The latest acquisitions restore a trend which has seen Bertram grow through acquisitions since it was founded in 2000, starting with the purchase of a former nursing home in Edinburgh and its conversion into a 100-place nursery.

That was followed by the addition of nurseries in Aberdeen in 2002 and Glasgow in 2006, before the acquisition of Happipots swelled its number by 12 in central Scotland in 2007. Its biggest deal to date came with the Holyrood Nursery Group, which gave it 15 sites in the north-west of England.

Mr Scott cited Santander's appetite for backing the SME (small and medium-sized businesses) as crucial to securing the latest additions.

He said: "They have a very good team, they tend to have experts so you are not dealing with general practitioner bankers, you are dealing with sector experts.

"The people we deal with purely deal with the care sector, so they understand your business and they understand the risk or lack of risk on the deals that you are doing."

The deal secured by Bertram includes £1.5 m illion growth capital facility, provided on a cash flow basis.
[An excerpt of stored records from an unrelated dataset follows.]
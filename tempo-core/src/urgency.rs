//! Urgency and velocity scoring.
//!
//! Urgency is the work-rate a due date demands: hours of work divided by
//! days remaining. Velocity is how fast that rate is rising: hours divided
//! by days squared. A due date at or before `now` scores `f64::INFINITY`;
//! the sentinel propagates through sums and sorts as maximal.

use std::collections::{HashMap, HashSet};

use chrono::{DateTime, Utc};

use crate::due::{effective_due, task_by_id};
use crate::task::Task;
use crate::time::days_until;

/// Urgency of a single task against its effective due date.
/// Done tasks and tasks with no due date score zero.
pub fn urgency_of(task: &Task, now: DateTime<Utc>, due: Option<DateTime<Utc>>) -> f64 {
    if task.done {
        return 0.0;
    }
    let Some(due) = due else { return 0.0 };
    let days = days_until(due, now);
    if days > 0.0 {
        task.duration / days
    } else {
        f64::INFINITY
    }
}

/// Rate of urgency increase per day. Same zero and overdue rules as
/// [`urgency_of`].
pub fn velocity_of(task: &Task, now: DateTime<Utc>, due: Option<DateTime<Utc>>) -> f64 {
    if task.done {
        return 0.0;
    }
    let Some(due) = due else { return 0.0 };
    let days = days_until(due, now);
    if days > 0.0 {
        task.duration / days / days
    } else {
        f64::INFINITY
    }
}

/// Single-parent ancestor map: dependency id -> one task that depends on it.
/// Built in input order; a task with several dependents keeps the last-seen
/// one, so urgency chains through exactly one dependent per task.
pub fn ancestor_map(tasks: &[Task]) -> HashMap<String, String> {
    let mut ancestors = HashMap::new();
    for task in tasks {
        for dep in &task.dependencies {
            ancestors.insert(dep.clone(), task.id.clone());
        }
    }
    ancestors
}

/// A task's own urgency plus that of every task along its ancestor chain.
///
/// Each link is scored against its own effective due date. The walk stops at
/// the first repeated id or unresolved parent, so a cyclic or dangling map
/// terminates.
pub fn chained_urgency(
    task: &Task,
    now: DateTime<Utc>,
    tasks: &[Task],
    implied: &HashMap<String, DateTime<Utc>>,
    ancestors: &HashMap<String, String>,
) -> f64 {
    let mut total = urgency_of(task, now, effective_due(task, implied));

    let mut seen: HashSet<&str> = HashSet::new();
    seen.insert(task.id.as_str());

    let mut current = task;
    while let Some(parent_id) = ancestors.get(current.id.as_str()) {
        if !seen.insert(parent_id.as_str()) {
            break;
        }
        let Some(parent) = task_by_id(tasks, parent_id) else {
            break;
        };
        total += urgency_of(parent, now, effective_due(parent, implied));
        current = parent;
    }

    total
}

#[cfg(test)]
mod tests {
    use super::*;
    use crate::due::implied_due_dates;
    use chrono::{Duration, TimeZone};

    fn now() -> DateTime<Utc> {
        Utc.with_ymd_and_hms(2026, 8, 7, 12, 0, 0).unwrap()
    }

    #[test]
    fn no_due_date_scores_zero() {
        let task = Task::new("t", "free-floating").with_duration(4.0);
        assert_eq!(urgency_of(&task, now(), None), 0.0);
        assert_eq!(velocity_of(&task, now(), None), 0.0);
    }

    #[test]
    fn done_scores_zero_even_when_overdue() {
        let task = Task::new("t", "already finished")
            .with_duration(4.0)
            .with_due(now() - Duration::days(1))
            .completed();
        assert_eq!(urgency_of(&task, now(), task.due), 0.0);
        assert_eq!(velocity_of(&task, now(), task.due), 0.0);
    }

    #[test]
    fn urgency_is_duration_over_days() {
        let task = Task::new("t", "report")
            .with_duration(10.0)
            .with_due(now() + Duration::days(5));
        assert_eq!(urgency_of(&task, now(), task.due), 2.0);
        assert_eq!(velocity_of(&task, now(), task.due), 0.4);
    }

    #[test]
    fn overdue_is_infinite() {
        let task = Task::new("t", "late")
            .with_duration(8.0)
            .with_due(now() - Duration::hours(1));
        assert_eq!(urgency_of(&task, now(), task.due), f64::INFINITY);
        assert_eq!(velocity_of(&task, now(), task.due), f64::INFINITY);
    }

    #[test]
    fn due_exactly_now_is_infinite() {
        let task = Task::new("t", "due this instant")
            .with_duration(0.0)
            .with_due(now());
        assert_eq!(urgency_of(&task, now(), task.due), f64::INFINITY);
    }

    #[test]
    fn zero_duration_scores_zero_before_due() {
        let task = Task::new("t", "instant")
            .with_duration(0.0)
            .with_due(now() + Duration::days(1));
        assert_eq!(urgency_of(&task, now(), task.due), 0.0);
    }

    #[test]
    fn last_dependent_wins_in_ancestor_map() {
        let tasks = vec![
            Task::new("x", "first dependent").with_dependencies(&["shared"]),
            Task::new("y", "second dependent").with_dependencies(&["shared"]),
            Task::new("shared", "depended on twice"),
        ];
        let ancestors = ancestor_map(&tasks);
        assert_eq!(ancestors.get("shared"), Some(&"y".to_string()));
    }

    #[test]
    fn chained_urgency_sums_ancestor_chain() {
        let tasks = vec![
            Task::new("1", "deliverable")
                .with_duration(10.0)
                .with_due(now() + Duration::days(5))
                .with_dependencies(&["2"]),
            Task::new("2", "groundwork").with_duration(5.0),
        ];
        let implied = implied_due_dates(&tasks);
        let ancestors = ancestor_map(&tasks);

        // Groundwork inherits the 5-day due date: 5/5 = 1.0 of its own,
        // plus the deliverable's 10/5 = 2.0.
        let chained = chained_urgency(&tasks[1], now(), &tasks, &implied, &ancestors);
        assert_eq!(chained, 3.0);

        // The head has no ancestors; its chain is just itself.
        let head = chained_urgency(&tasks[0], now(), &tasks, &implied, &ancestors);
        assert_eq!(head, 2.0);
    }

    #[test]
    fn chained_urgency_terminates_on_cyclic_parents() {
        let tasks = vec![
            Task::new("a", "depends on b")
                .with_duration(2.0)
                .with_due(now() + Duration::days(1))
                .with_dependencies(&["b"]),
            Task::new("b", "depends on a")
                .with_duration(2.0)
                .with_dependencies(&["a"]),
        ];
        let implied = implied_due_dates(&tasks);
        let ancestors = ancestor_map(&tasks);

        // a -> b -> a would loop without the visited set. Each task is
        // counted once: a at 2/1 and b at 2/1.
        let chained = chained_urgency(&tasks[0], now(), &tasks, &implied, &ancestors);
        assert_eq!(chained, 4.0);
    }

    #[test]
    fn infinite_link_makes_the_chain_infinite() {
        let tasks = vec![
            Task::new("late", "overdue head")
                .with_duration(1.0)
                .with_due(now() - Duration::days(1))
                .with_dependencies(&["dep"]),
            Task::new("dep", "inherits overdue date").with_duration(1.0),
        ];
        let implied = implied_due_dates(&tasks);
        let ancestors = ancestor_map(&tasks);

        let chained = chained_urgency(&tasks[1], now(), &tasks, &implied, &ancestors);
        assert_eq!(chained, f64::INFINITY);
    }
}
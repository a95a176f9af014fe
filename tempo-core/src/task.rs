//! Task and folder records consumed by the prioritization engine.

use chrono::{DateTime, Utc};
use serde::{Deserialize, Serialize};

/// A unit of work.
///
/// The engine reads tasks as an immutable snapshot; derived scores are
/// returned separately and never written back onto the record.
#[derive(Debug, Clone, PartialEq, Serialize, Deserialize)]
pub struct Task {
    pub id: String,
    pub name: String,

    /// Hours of work required.
    #[serde(default)]
    pub duration: f64,

    /// Optional hard due date (UTC).
    #[serde(default)]
    pub due: Option<DateTime<Utc>>,

    /// Ids of tasks that must finish before this one can.
    #[serde(default)]
    pub dependencies: Vec<String>,

    #[serde(default)]
    pub done: bool,

    /// Owning folder id, if any. Ignored by per-task scoring.
    #[serde(default)]
    pub parent: Option<String>,
}

impl Task {
    pub fn new(id: impl Into<String>, name: impl Into<String>) -> Self {
        Self {
            id: id.into(),
            name: name.into(),
            duration: 0.0,
            due: None,
            dependencies: Vec::new(),
            done: false,
            parent: None,
        }
    }

    pub fn with_duration(mut self, hours: f64) -> Self {
        self.duration = hours;
        self
    }

    pub fn with_due(mut self, due: DateTime<Utc>) -> Self {
        self.due = Some(due);
        self
    }

    pub fn with_dependencies(mut self, ids: &[&str]) -> Self {
        self.dependencies = ids.iter().map(|id| (*id).to_string()).collect();
        self
    }

    pub fn with_parent(mut self, folder_id: impl Into<String>) -> Self {
        self.parent = Some(folder_id.into());
        self
    }

    pub fn completed(mut self) -> Self {
        self.done = true;
        self
    }
}

/// A folder in the task tree. Pure grouping; carries no scores of its own.
#[derive(Debug, Clone, PartialEq, Serialize, Deserialize)]
pub struct Folder {
    pub id: String,
    pub name: String,

    #[serde(default)]
    pub parent: Option<String>,

    /// Marks the single root of the folder tree.
    #[serde(default)]
    pub root: bool,
}

impl Folder {
    pub fn new(id: impl Into<String>, name: impl Into<String>) -> Self {
        Self {
            id: id.into(),
            name: name.into(),
            parent: None,
            root: false,
        }
    }

    pub fn with_parent(mut self, folder_id: impl Into<String>) -> Self {
        self.parent = Some(folder_id.into());
        self
    }

    pub fn as_root(mut self) -> Self {
        self.root = true;
        self
    }
}
//! Folder roll-ups: a folder's score is the sum over its whole subtree.

use std::collections::{HashMap, HashSet};

use chrono::{DateTime, Utc};
use serde::Serialize;

use crate::due::{effective_due, implied_due_dates};
use crate::task::{Folder, Task};
use crate::urgency::{urgency_of, velocity_of};

type ScoreFn = fn(&Task, DateTime<Utc>, Option<DateTime<Utc>>) -> f64;

/// Sum `score` over the folder's direct tasks, then recurse into child
/// folders. A repeated folder id (malformed parent cycle) contributes zero
/// instead of recursing forever.
fn rollup<'a>(
    folder: &'a Folder,
    folders: &'a [Folder],
    tasks: &[Task],
    now: DateTime<Utc>,
    implied: &HashMap<String, DateTime<Utc>>,
    score: ScoreFn,
    visited: &mut HashSet<&'a str>,
) -> f64 {
    if !visited.insert(folder.id.as_str()) {
        return 0.0;
    }

    let direct: f64 = tasks
        .iter()
        .filter(|task| task.parent.as_deref() == Some(folder.id.as_str()))
        .map(|task| score(task, now, effective_due(task, implied)))
        .sum();

    folders
        .iter()
        .filter(|child| child.parent.as_deref() == Some(folder.id.as_str()))
        .fold(direct, |sum, child| {
            sum + rollup(child, folders, tasks, now, implied, score, visited)
        })
}

/// Total urgency of every task filed under `folder` or any of its subfolders.
pub fn folder_urgency(
    folder: &Folder,
    folders: &[Folder],
    tasks: &[Task],
    now: DateTime<Utc>,
) -> f64 {
    let implied = implied_due_dates(tasks);
    rollup(
        folder,
        folders,
        tasks,
        now,
        &implied,
        urgency_of,
        &mut HashSet::new(),
    )
}

/// Total velocity of every task filed under `folder` or any of its subfolders.
pub fn folder_velocity(
    folder: &Folder,
    folders: &[Folder],
    tasks: &[Task],
    now: DateTime<Utc>,
) -> f64 {
    let implied = implied_due_dates(tasks);
    rollup(
        folder,
        folders,
        tasks,
        now,
        &implied,
        velocity_of,
        &mut HashSet::new(),
    )
}

/// Rolled-up scores for one folder, for a detail view.
#[derive(Debug, Clone, PartialEq, Serialize)]
pub struct FolderDetail {
    pub urgency: f64,
    pub velocity: f64,
}

pub fn folder_detail(
    id: &str,
    folders: &[Folder],
    tasks: &[Task],
    now: DateTime<Utc>,
) -> Option<FolderDetail> {
    let folder = folders.iter().find(|f| f.id == id)?;
    Some(FolderDetail {
        urgency: folder_urgency(folder, folders, tasks, now),
        velocity: folder_velocity(folder, folders, tasks, now),
    })
}
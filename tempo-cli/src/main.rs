use anyhow::{bail, Result};
use chrono::{DateTime, Utc};
use clap::{Parser, Subcommand};
use tempo_core::{aggregate, folder_detail, parse_local_due_to_utc, task_detail, Folder, Task};

mod state;

#[derive(Parser, Debug)]
#[command(name = "tempo", version, about = "Dependency-aware todo prioritizer")]
struct Cli {
    #[command(subcommand)]
    command: Command,
}

#[derive(Subcommand, Debug)]
enum Command {
    /// Add a task
    Add {
        name: String,

        /// Hours of work required
        #[arg(long, default_value_t = 1.0)]
        duration: f64,

        /// Due date as "YYYY-MM-DD HH:MM" wall-clock time
        #[arg(long)]
        due: Option<String>,

        /// IANA timezone for --due
        #[arg(long, default_value = "UTC")]
        tz: String,

        /// Comma-separated ids of tasks this one depends on
        #[arg(long, value_delimiter = ',')]
        after: Vec<String>,

        /// Folder id to file the task under
        #[arg(long)]
        folder: Option<String>,
    },

    /// Create a folder
    Mkdir {
        name: String,

        /// Parent folder id
        #[arg(long)]
        parent: Option<String>,
    },

    /// Mark a task done
    Done { id: String },

    /// Delete a task
    Rm { id: String },

    /// Print the todo order with per-task scores
    List,

    /// Print list-level urgency, velocity, and bait
    Stats,

    /// Show scores for a single task or folder
    Show { id: String },
}

fn main() -> Result<()> {
    let cli = Cli::parse();

    match cli.command {
        Command::Add {
            name,
            duration,
            due,
            tz,
            after,
            folder,
        } => add_task(name, duration, due, &tz, after, folder),
        Command::Mkdir { name, parent } => add_folder(name, parent),
        Command::Done { id } => mark_done(&id),
        Command::Rm { id } => remove_task(&id),
        Command::List => list_order(),
        Command::Stats => print_stats(),
        Command::Show { id } => show(&id),
    }
}

fn add_task(
    name: String,
    duration: f64,
    due: Option<String>,
    tz: &str,
    after: Vec<String>,
    folder: Option<String>,
) -> Result<()> {
    if duration < 0.0 {
        bail!("duration must be non-negative (hours)");
    }

    let mut store = state::read_store()?;

    let due = match due {
        Some(s) => Some(parse_local_due_to_utc(&s, tz)?),
        None => None,
    };
    for dep in &after {
        if !store.tasks.iter().any(|t| t.id == *dep) {
            bail!("unknown dependency id: {dep}");
        }
    }
    if let Some(folder_id) = &folder {
        if !store.folders.iter().any(|f| f.id == *folder_id) {
            bail!("unknown folder id: {folder_id}");
        }
    }

    let id = state::next_id("t", store.tasks.iter().map(|t| t.id.clone()));
    let mut task = Task::new(id.clone(), name).with_duration(duration);
    task.due = due;
    task.dependencies = after;
    task.parent = folder;
    store.tasks.push(task);

    state::write_store(&store)?;
    println!("Added {id}");
    Ok(())
}

fn add_folder(name: String, parent: Option<String>) -> Result<()> {
    let mut store = state::read_store()?;

    if let Some(parent_id) = &parent {
        if !store.folders.iter().any(|f| f.id == *parent_id) {
            bail!("unknown folder id: {parent_id}");
        }
    }

    let id = state::next_id("f", store.folders.iter().map(|f| f.id.clone()));
    let mut folder = Folder::new(id.clone(), name);
    // First folder becomes the tree root.
    folder.root = store.folders.is_empty() && parent.is_none();
    folder.parent = parent;
    store.folders.push(folder);

    state::write_store(&store)?;
    println!("Created {id}");
    Ok(())
}

fn mark_done(id: &str) -> Result<()> {
    let mut store = state::read_store()?;
    let Some(task) = store.tasks.iter_mut().find(|t| t.id == id) else {
        bail!("no task with id {id}");
    };
    task.done = true;
    state::write_store(&store)?;
    println!("Done {id}");
    Ok(())
}

fn remove_task(id: &str) -> Result<()> {
    let mut store = state::read_store()?;
    let before = store.tasks.len();
    store.tasks.retain(|t| t.id != id);
    if store.tasks.len() == before {
        bail!("no task with id {id}");
    }
    // Drop dangling references so the graph stays clean.
    for task in store.tasks.iter_mut() {
        task.dependencies.retain(|dep| dep != id);
    }
    state::write_store(&store)?;
    println!("Removed {id}");
    Ok(())
}

fn list_order() -> Result<()> {
    let store = state::read_store()?;
    let metrics = aggregate(&store.tasks, Utc::now());

    if metrics.order.is_empty() {
        println!("Nothing queued. Tasks enter the list once they have a due date.");
        return Ok(());
    }

    println!(
        "{:<4} {:<6} {:<32} {:>9} {:>9}  {}",
        "#", "id", "name", "urgency", "velocity", "due"
    );
    for (rank, row) in metrics.order.iter().enumerate() {
        // "~" marks a due date inherited from a dependent.
        let (due, marker) = match (row.task.due, row.implied_due) {
            (Some(d), _) => (format_due(d), ""),
            (None, Some(d)) => (format_due(d), "~"),
            (None, None) => ("-".to_string(), ""),
        };
        println!(
            "{:<4} {:<6} {:<32} {:>9.2} {:>9.2}  {}{}",
            rank + 1,
            row.task.id,
            row.task.name,
            row.urgency,
            row.velocity,
            marker,
            due
        );
    }
    Ok(())
}

fn print_stats() -> Result<()> {
    let store = state::read_store()?;
    let metrics = aggregate(&store.tasks, Utc::now());

    println!("urgency  {:.2}", metrics.urgency);
    println!("velocity {:.2}", metrics.velocity);
    println!("bait     {:.2}", metrics.bait);
    println!("queued   {}", metrics.order.len());
    Ok(())
}

fn show(id: &str) -> Result<()> {
    let store = state::read_store()?;
    let now = Utc::now();

    if let Some(detail) = task_detail(id, &store.tasks, now) {
        let task = store
            .tasks
            .iter()
            .find(|t| t.id == id)
            .expect("detail implies the task exists");
        println!("task {} | {}", task.id, task.name);
        println!("  duration {:.1}h{}", task.duration, if task.done { "  (done)" } else { "" });
        if let Some(due) = task.due {
            println!("  due      {}", format_due(due));
        } else if let Some(due) = detail.implied_due {
            println!("  due      ~{} (inherited)", format_due(due));
        }
        println!("  urgency  {:.2}", detail.urgency);
        println!("  velocity {:.2}", detail.velocity);
        return Ok(());
    }

    if let Some(detail) = folder_detail(id, &store.folders, &store.tasks, now) {
        let folder = store
            .folders
            .iter()
            .find(|f| f.id == id)
            .expect("detail implies the folder exists");
        println!("folder {} | {}", folder.id, folder.name);
        println!("  urgency  {:.2}", detail.urgency);
        println!("  velocity {:.2}", detail.velocity);
        return Ok(());
    }

    bail!("no task or folder with id {id}");
}

fn format_due(due: DateTime<Utc>) -> String {
    due.format("%Y-%m-%d %H:%M").to_string()
}
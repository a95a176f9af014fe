//! List-level aggregation: total urgency, velocity, bait, and the todo order.

use std::cmp::Ordering;

use chrono::{DateTime, Utc};
use serde::Serialize;

use crate::due::{effective_due, implied_due_dates, task_by_id};
use crate::task::Task;
use crate::urgency::{ancestor_map, chained_urgency, urgency_of, velocity_of};

/// A task with its derived scores for one invocation.
/// Ephemeral: recomputed from `(tasks, now)` on every call.
#[derive(Debug, Clone, PartialEq, Serialize)]
pub struct ScoredTask {
    #[serde(flatten)]
    pub task: Task,
    /// Chained urgency: the task's own plus its ancestor chain's.
    pub urgency: f64,
    /// Per-task velocity. Velocity does not chain.
    pub velocity: f64,
    pub implied_due: Option<DateTime<Utc>>,
}

/// Derived metrics for a whole task list.
#[derive(Debug, Clone, PartialEq, Serialize)]
pub struct ListMetrics {
    /// Sum of chained urgency over non-done tasks.
    pub urgency: f64,
    /// Sum of per-task velocity over non-done tasks.
    pub velocity: f64,
    /// Urgency that remains after the single most urgent item is handled.
    pub bait: f64,
    /// Actionable tasks, most urgent first.
    pub order: Vec<ScoredTask>,
}

/// Score every task in the snapshot: chained urgency, velocity, implied due.
pub fn score_each(tasks: &[Task], now: DateTime<Utc>) -> Vec<ScoredTask> {
    let implied = implied_due_dates(tasks);
    let ancestors = ancestor_map(tasks);

    tasks
        .iter()
        .map(|task| {
            let urgency = if task.done {
                0.0
            } else {
                chained_urgency(task, now, tasks, &implied, &ancestors)
            };
            let velocity = velocity_of(task, now, effective_due(task, &implied));
            ScoredTask {
                task: task.clone(),
                urgency,
                velocity,
                implied_due: implied.get(&task.id).copied(),
            }
        })
        .collect()
}

/// Aggregate a task snapshot into list metrics and the sorted todo order.
///
/// The order contains every non-done task with positive urgency or an
/// effective due date, sorted by descending chained urgency. The sort is
/// stable: ties keep their input order.
pub fn aggregate(tasks: &[Task], now: DateTime<Utc>) -> ListMetrics {
    let scored = score_each(tasks, now);

    let urgency: f64 = scored
        .iter()
        .filter(|s| !s.task.done)
        .map(|s| s.urgency)
        .sum();
    let velocity: f64 = scored
        .iter()
        .filter(|s| !s.task.done)
        .map(|s| s.velocity)
        .sum();

    let mut order: Vec<ScoredTask> = scored
        .into_iter()
        .filter(|s| {
            !s.task.done && (s.urgency > 0.0 || s.task.due.is_some() || s.implied_due.is_some())
        })
        .collect();
    order.sort_by(|a, b| b.urgency.partial_cmp(&a.urgency).unwrap_or(Ordering::Equal));

    let bait = order.iter().skip(1).map(|s| s.urgency).sum();

    ListMetrics {
        urgency,
        velocity,
        bait,
        order,
    }
}

/// Plain (non-chained) scores for one task, for a detail view.
#[derive(Debug, Clone, PartialEq, Serialize)]
pub struct TaskDetail {
    pub urgency: f64,
    pub velocity: f64,
    pub implied_due: Option<DateTime<Utc>>,
}

pub fn task_detail(id: &str, tasks: &[Task], now: DateTime<Utc>) -> Option<TaskDetail> {
    let task = task_by_id(tasks, id)?;
    let implied = implied_due_dates(tasks);
    let due = effective_due(task, &implied);
    Some(TaskDetail {
        urgency: urgency_of(task, now, due),
        velocity: velocity_of(task, now, due),
        implied_due: implied.get(id).copied(),
    })
}
//! Due-date inheritance across the dependency graph.
//!
//! A task with an explicit due date heads a chain: everything it transitively
//! depends on must be finished in time for it, so each of those tasks
//! inherits the head's due date. When several heads reach the same task, the
//! earliest date wins.

use std::collections::{HashMap, HashSet};

use chrono::{DateTime, Utc};

use crate::task::Task;

pub(crate) fn task_by_id<'a>(tasks: &'a [Task], id: &str) -> Option<&'a Task> {
    tasks.iter().find(|task| task.id == id)
}

/// The support set of `head`: the task itself plus everything reachable
/// through `dependencies`, deduplicated by id. Unresolved ids are skipped;
/// a repeated id stops expansion, so cyclic edges terminate.
fn support_set<'a>(head: &'a Task, tasks: &'a [Task]) -> Vec<&'a Task> {
    let mut seen: HashSet<&str> = HashSet::new();
    let mut stack = vec![head];
    let mut members = Vec::new();

    while let Some(task) = stack.pop() {
        if !seen.insert(task.id.as_str()) {
            continue;
        }
        members.push(task);
        for dep in &task.dependencies {
            if let Some(dep_task) = task_by_id(tasks, dep) {
                stack.push(dep_task);
            }
        }
    }

    members
}

/// Map each task id to the earliest due date inherited from a dependent.
/// Tasks outside every support set are absent from the map.
pub fn implied_due_dates(tasks: &[Task]) -> HashMap<String, DateTime<Utc>> {
    let mut map: HashMap<String, DateTime<Utc>> = HashMap::new();

    for head in tasks {
        let Some(due) = head.due else { continue };
        for member in support_set(head, tasks) {
            map.entry(member.id.clone())
                .and_modify(|current| {
                    if due < *current {
                        *current = due;
                    }
                })
                .or_insert(due);
        }
    }

    map
}

/// Effective due date: the task's own due date wins over an inherited one.
pub fn effective_due(
    task: &Task,
    implied: &HashMap<String, DateTime<Utc>>,
) -> Option<DateTime<Utc>> {
    task.due.or_else(|| implied.get(&task.id).copied())
}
Made available under the bank's Breakthrough programme, it is designed to help fast-growing small businesses accelerate their growth potential.

Some of the funding secured by Bertram will be used to expand its existing sites.

Explaining that staff numbers are on track to rise to nearly 900, Mr Scott said access to capital for SMEs in Scotland was improving, but added: "At the end of the day, some banks have better balance sheets than others, and that's just a fact of life.

"And businesses just have to lend according to what is right for them. Santander just seem to be prepared to risk more than others."